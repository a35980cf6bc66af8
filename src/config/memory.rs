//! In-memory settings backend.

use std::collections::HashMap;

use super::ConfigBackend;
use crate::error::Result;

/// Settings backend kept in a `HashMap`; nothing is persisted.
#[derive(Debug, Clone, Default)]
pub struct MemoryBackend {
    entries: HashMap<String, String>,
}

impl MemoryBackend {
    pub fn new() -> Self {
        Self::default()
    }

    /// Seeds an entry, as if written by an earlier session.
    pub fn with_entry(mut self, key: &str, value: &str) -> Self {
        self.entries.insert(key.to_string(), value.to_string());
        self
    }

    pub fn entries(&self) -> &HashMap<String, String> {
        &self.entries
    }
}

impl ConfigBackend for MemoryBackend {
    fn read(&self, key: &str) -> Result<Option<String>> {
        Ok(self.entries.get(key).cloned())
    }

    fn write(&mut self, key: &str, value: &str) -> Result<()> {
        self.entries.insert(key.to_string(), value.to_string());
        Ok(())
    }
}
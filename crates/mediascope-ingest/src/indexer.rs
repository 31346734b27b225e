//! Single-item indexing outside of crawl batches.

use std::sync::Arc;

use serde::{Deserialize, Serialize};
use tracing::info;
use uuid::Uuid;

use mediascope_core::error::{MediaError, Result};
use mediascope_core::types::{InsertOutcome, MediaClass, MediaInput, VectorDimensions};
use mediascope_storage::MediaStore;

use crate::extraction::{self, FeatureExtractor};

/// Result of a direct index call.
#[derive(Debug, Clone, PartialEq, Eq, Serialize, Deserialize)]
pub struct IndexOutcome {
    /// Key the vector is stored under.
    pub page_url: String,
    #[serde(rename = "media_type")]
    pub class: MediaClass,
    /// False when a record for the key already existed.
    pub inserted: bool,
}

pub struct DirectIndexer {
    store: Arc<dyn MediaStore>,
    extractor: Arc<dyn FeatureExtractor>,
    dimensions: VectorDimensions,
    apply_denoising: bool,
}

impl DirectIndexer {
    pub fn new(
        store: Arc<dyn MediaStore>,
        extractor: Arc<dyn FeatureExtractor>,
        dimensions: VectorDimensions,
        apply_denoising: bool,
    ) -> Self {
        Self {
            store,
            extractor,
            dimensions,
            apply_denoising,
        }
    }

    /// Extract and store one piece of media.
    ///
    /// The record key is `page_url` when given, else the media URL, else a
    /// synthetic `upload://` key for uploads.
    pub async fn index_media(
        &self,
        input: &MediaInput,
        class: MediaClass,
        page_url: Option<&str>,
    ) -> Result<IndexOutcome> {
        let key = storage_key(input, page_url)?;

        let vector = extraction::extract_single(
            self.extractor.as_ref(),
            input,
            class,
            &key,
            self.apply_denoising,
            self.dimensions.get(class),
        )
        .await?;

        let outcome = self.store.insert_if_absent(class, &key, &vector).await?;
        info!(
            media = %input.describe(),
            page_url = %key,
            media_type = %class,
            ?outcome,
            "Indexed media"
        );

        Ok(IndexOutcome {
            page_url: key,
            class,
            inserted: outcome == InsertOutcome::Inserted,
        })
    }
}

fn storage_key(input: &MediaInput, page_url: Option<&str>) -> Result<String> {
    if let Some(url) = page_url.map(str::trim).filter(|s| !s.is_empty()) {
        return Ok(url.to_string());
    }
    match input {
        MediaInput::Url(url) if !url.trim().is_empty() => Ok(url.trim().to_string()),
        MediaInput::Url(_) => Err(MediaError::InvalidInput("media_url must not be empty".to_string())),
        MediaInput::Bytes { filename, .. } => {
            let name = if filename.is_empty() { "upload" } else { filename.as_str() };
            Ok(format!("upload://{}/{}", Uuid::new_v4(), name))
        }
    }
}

==============================

• [PROBLEM REQUIREMENTS]
What is the number of lines in these entries that hold "Uuid"? Reply with the figure alone.

• [TASK RESULT]
2